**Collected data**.
________
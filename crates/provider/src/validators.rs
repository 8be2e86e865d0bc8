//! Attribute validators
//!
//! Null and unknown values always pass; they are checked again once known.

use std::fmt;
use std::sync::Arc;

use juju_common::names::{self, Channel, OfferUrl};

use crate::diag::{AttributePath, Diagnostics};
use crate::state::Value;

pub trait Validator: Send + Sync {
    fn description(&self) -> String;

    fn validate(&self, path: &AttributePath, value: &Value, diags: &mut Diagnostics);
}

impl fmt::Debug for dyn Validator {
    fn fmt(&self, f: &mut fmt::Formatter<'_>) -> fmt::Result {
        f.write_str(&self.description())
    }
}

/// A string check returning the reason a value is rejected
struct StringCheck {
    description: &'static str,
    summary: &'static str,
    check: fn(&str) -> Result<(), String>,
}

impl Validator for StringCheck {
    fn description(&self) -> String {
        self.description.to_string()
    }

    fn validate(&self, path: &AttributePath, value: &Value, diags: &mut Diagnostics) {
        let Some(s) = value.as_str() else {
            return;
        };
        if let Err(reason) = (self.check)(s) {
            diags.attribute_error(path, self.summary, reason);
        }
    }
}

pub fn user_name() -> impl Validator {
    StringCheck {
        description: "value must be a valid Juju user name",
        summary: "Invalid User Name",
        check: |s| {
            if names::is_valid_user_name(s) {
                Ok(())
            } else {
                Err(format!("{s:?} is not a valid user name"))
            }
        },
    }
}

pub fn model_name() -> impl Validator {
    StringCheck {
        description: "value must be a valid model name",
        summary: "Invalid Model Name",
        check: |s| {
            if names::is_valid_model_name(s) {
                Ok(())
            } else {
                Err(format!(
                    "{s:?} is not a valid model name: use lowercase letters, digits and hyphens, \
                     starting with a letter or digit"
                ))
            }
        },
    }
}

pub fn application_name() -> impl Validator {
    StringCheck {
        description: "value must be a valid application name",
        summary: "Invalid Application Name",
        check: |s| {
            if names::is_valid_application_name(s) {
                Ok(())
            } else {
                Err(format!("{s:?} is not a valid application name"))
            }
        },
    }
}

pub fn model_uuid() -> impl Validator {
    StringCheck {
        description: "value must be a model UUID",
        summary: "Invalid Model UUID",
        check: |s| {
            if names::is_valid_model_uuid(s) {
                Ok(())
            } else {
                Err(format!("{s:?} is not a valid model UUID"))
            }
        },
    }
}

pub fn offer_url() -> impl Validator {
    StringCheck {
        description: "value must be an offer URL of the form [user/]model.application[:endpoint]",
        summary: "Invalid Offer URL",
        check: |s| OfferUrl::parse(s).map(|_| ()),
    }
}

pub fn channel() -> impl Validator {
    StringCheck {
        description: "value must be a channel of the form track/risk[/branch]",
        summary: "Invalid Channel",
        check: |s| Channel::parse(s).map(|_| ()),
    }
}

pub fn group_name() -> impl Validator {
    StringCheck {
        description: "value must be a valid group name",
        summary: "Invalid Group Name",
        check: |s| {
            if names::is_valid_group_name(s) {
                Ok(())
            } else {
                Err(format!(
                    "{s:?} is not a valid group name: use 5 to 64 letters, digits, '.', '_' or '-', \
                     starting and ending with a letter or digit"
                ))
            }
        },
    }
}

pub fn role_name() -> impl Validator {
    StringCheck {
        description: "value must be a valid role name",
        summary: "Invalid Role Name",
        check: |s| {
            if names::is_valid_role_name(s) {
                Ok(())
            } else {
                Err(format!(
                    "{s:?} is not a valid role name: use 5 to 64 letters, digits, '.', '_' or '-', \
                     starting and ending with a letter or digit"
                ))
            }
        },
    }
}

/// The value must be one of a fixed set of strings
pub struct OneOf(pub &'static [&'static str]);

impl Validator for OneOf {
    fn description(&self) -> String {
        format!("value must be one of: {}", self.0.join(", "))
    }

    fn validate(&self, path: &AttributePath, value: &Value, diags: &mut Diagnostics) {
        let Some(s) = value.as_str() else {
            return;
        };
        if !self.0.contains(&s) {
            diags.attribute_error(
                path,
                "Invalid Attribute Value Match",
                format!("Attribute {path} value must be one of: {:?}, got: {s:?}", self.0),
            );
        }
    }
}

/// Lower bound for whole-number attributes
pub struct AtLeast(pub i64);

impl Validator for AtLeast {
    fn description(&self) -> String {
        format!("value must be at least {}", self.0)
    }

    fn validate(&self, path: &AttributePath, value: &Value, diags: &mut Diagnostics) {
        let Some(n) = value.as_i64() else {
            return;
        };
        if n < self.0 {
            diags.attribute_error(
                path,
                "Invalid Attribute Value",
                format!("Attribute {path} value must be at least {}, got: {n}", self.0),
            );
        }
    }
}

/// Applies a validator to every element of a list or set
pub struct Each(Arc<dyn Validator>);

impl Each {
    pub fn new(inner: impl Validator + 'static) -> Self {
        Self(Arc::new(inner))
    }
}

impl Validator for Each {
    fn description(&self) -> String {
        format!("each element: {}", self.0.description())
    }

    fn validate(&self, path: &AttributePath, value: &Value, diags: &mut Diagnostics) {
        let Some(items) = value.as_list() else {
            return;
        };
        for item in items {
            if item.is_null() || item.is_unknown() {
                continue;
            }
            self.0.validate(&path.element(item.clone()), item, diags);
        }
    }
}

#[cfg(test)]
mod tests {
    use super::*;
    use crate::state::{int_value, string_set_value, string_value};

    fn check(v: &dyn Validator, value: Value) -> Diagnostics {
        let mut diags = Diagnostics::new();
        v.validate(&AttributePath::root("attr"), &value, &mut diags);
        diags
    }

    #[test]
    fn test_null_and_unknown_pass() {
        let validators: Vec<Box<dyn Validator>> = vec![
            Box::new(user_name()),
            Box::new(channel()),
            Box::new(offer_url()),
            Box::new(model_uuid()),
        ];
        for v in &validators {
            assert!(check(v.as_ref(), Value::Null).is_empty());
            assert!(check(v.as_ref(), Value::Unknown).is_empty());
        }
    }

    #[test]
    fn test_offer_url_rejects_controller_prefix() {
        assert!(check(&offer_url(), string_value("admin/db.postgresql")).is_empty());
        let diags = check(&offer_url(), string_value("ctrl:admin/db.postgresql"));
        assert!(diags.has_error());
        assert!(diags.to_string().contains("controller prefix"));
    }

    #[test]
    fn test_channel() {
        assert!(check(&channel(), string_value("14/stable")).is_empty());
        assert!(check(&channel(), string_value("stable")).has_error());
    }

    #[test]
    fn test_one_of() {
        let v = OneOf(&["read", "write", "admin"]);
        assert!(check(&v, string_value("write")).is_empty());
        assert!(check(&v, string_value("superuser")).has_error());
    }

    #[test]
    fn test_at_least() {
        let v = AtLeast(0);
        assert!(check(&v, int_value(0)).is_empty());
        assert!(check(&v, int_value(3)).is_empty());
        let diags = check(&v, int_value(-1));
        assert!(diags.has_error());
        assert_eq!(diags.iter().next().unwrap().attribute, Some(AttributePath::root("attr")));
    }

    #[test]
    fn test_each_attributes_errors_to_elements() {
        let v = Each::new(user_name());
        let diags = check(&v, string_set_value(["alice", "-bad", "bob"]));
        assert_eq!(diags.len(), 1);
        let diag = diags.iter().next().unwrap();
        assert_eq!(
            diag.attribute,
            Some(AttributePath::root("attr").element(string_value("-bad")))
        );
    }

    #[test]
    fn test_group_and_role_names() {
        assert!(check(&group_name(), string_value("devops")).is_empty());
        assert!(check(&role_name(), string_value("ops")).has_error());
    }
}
________
**YOUR GOAL**.
All the lines above should be written out once more, exactly.

**RESPONSE**.
filename crates/provider/src/validators.rs
repository 8be2e86e865d0bc8
//! Attribute validators
//!
//! Null and unknown values always pass; they are checked again once known.

use std::fmt;
use std::sync::Arc;

use juju_common::names::{self, Channel, OfferUrl};

use crate::diag::{AttributePath, Diagnostics};
use crate::state::Value;

pub trait Validator: Send + Sync {
    fn description(&self) -> String;

    fn validate(&self, path: &AttributePath, value: &Value, diags: &mut Diagnostics);
}

impl fmt::Debug for dyn Validator {
    fn fmt(&self, f: &mut fmt::Formatter<'_>) -> fmt::Result {
        f.write_str(&self.description())
    }
}

/// A string check returning the reason a value is rejected
struct StringCheck {
    description: &'static str,
    summary: &'static str,
    check: fn(&str) -> Result<(), String>,
}

impl Validator for StringCheck {
    fn description(&self) -> String {
        self.description.to_string()
    }

    fn validate(&self, path: &AttributePath, value: &Value, diags: &mut Diagnostics) {
        let Some(s) = value.as_str() else {
            return;
        };
        if let Err(reason) = (self.check)(s) {
            diags.attribute_error(path, self.summary, reason);
        }
    }
}

pub fn user_name() -> impl Validator {
    StringCheck {
        description: "value must be a valid Juju user name",
        summary: "Invalid User Name",
        check: |s| {
            if names::is_valid_user_name(s) {
                Ok(())
            } else {
                Err(format!("{s:?} is not a valid user name"))
            }
        },
    }
}

pub fn model_name() -> impl Validator {
    StringCheck {
        description: "value must be a valid model name",
        summary: "Invalid Model Name",
        check: |s| {
            if names::is_valid_model_name(s) {
                Ok(())
            } else {
                Err(format!(
                    "{s:?} is not a valid model name: use lowercase letters, digits and hyphens, \
                     starting with a letter or digit"
                ))
            }
        },
    }
}

pub fn application_name() -> impl Validator {
    StringCheck {
        description: "value must be a valid application name",
        summary: "Invalid Application Name",
        check: |s| {
            if names::is_valid_application_name(s) {
                Ok(())
            } else {
                Err(format!("{s:?} is not a valid application name"))
            }
        },
    }
}

pub fn model_uuid() -> impl Validator {
    StringCheck {
        description: "value must be a model UUID",
        summary: "Invalid Model UUID",
        check: |s| {
            if names::is_valid_model_uuid(s) {
                Ok(())
            } else {
                Err(format!("{s:?} is not a valid model UUID"))
            }
        },
    }
}

pub fn offer_url() -> impl Validator {
    StringCheck {
        description: "value must be an offer URL of the form [user/]model.application[:endpoint]",
        summary: "Invalid Offer URL",
        check: |s| OfferUrl::parse(s).map(|_| ()),
    }
}

pub fn channel() -> impl Validator {
    StringCheck {
        description: "value must be a channel of the form track/risk[/branch]",
        summary: "Invalid Channel",
        check: |s| Channel::parse(s).map(|_| ()),
    }
}

pub fn group_name() -> impl Validator {
    StringCheck {
        description: "value must be a valid group name",
        summary: "Invalid Group Name",
        check: |s| {
            if names::is_valid_group_name(s) {
                Ok(())
            } else {
                Err(format!(
                    "{s:?} is not a valid group name: use 5 to 64 letters, digits, '.', '_' or '-', \
                     starting and ending with a letter or digit"
                ))
            }
        },
    }
}

pub fn role_name() -> impl Validator {
    StringCheck {
        description: "value must be a valid role name",
        summary: "Invalid Role Name",
        check: |s| {
            if names::is_valid_role_name(s) {
                Ok(())
            } else {
                Err(format!(
                    "{s:?} is not a valid role name: use 5 to 64 letters, digits, '.', '_' or '-', \
                     starting and ending with a letter or digit"
                ))
            }
        },
    }
}

/// The value must be one of a fixed set of strings
pub struct OneOf(pub &'static [&'static str]);

impl Validator for OneOf {
    fn description(&self) -> String {
        format!("value must be one of: {}", self.0.join(", "))
    }

    fn validate(&self, path: &AttributePath, value: &Value, diags: &mut Diagnostics) {
        let Some(s) = value.as_str() else {
            return;
        };
        if !self.0.contains(&s) {
            diags.attribute_error(
                path,
                "Invalid Attribute Value Match",
                format!("Attribute {path} value must be one of: {:?}, got: {s:?}", self.0),
            );
        }
    }
}

/// Lower bound for whole-number attributes
pub struct AtLeast(pub i64);

impl Validator for AtLeast {
    fn description(&self) -> String {
        format!("value must be at least {}", self.0)
    }

    fn validate(&self, path: &AttributePath, value: &Value, diags: &mut Diagnostics) {
        let Some(n) = value.as_i64() else {
            return;
        };
        if n < self.0 {
            diags.attribute_error(
                path,
                "Invalid Attribute Value",
                format!("Attribute {path} value must be at least {}, got: {n}", self.0),
            );
        }
    }
}

/// Applies a validator to every element of a list or set
pub struct Each(Arc<dyn Validator>);

impl Each {
    pub fn new(inner: impl Validator + 'static) -> Self {
        Self(Arc::new(inner))
    }
}

impl Validator for Each {
    fn description(&self) -> String {
        format!("each element: {}", self.0.description())
    }

    fn validate(&self, path: &AttributePath, value: &Value, diags: &mut Diagnostics) {
        let Some(items) = value.as_list() else {
            return;
        };
        for item in items {
            if item.is_null() || item.is_unknown() {
                continue;
            }
            self.0.validate(&path.element(item.clone()), item, diags);
        }
    }
}

#[cfg(test)]
mod tests {
    use super::*;
    use crate::state::{int_value, string_set_value, string_value};

    fn check(v: &dyn Validator, value: Value) -> Diagnostics {
        let mut diags = Diagnostics::new();
        v.validate(&AttributePath::root("attr"), &value, &mut diags);
        diags
    }

    #[test]
    fn test_null_and_unknown_pass() {
        let validators: Vec<Box<dyn Validator>> = vec![
            Box::new(user_name()),
            Box::new(channel()),
            Box::new(offer_url()),
            Box::new(model_uuid()),
        ];
        for v in &validators {
            assert!(check(v.as_ref(), Value::Null).is_empty());
            assert!(check(v.as_ref(), Value::Unknown).is_empty());
        }
    }

    #[test]
    fn test_offer_url_rejects_controller_prefix() {
        assert!(check(&offer_url(), string_value("admin/db.postgresql")).is_empty());
        let diags = check(&offer_url(), string_value("ctrl:admin/db.postgresql"));
        assert!(diags.has_error());
        assert!(diags.to_string().contains("controller prefix"));
    }

    #[test]
    fn test_channel() {
        assert!(check(&channel(), string_value("14/stable")).is_empty());
        assert!(check(&channel(), string_value("stable")).has_error());
    }

    #[test]
    fn test_one_of() {
        let v = OneOf(&["read", "write", "admin"]);
        assert!(check(&v, string_value("write")).is_empty());
        assert!(check(&v, string_value("superuser")).has_error());
    }

    #[test]
    fn test_at_least() {
        let v = AtLeast(0);
        assert!(check(&v, int_value(0)).is_empty());
        assert!(check(&v, int_value(3)).is_empty());
        let diags = check(&v, int_value(-1));
        assert!(diags.has_error());
        assert_eq!(diags.iter().next().unwrap().attribute, Some(AttributePath::root("attr")));
    }

    #[test]
    fn test_each_attributes_errors_to_elements() {
        let v = Each::new(user_name());
        let diags = check(&v, string_set_value(["alice", "-bad", "bob"]));
        assert_eq!(diags.len(), 1);
        let diag = diags.iter().next().unwrap();
        assert_eq!(
            diag.attribute,
            Some(AttributePath::root("attr").element(string_value("-bad")))
        );
    }

    #[test]
    fn test_group_and_role_names() {
        assert!(check(&group_name(), string_value("devops")).is_empty());
        assert!(check(&role_name(), string_value("ops")).has_error());
    }
}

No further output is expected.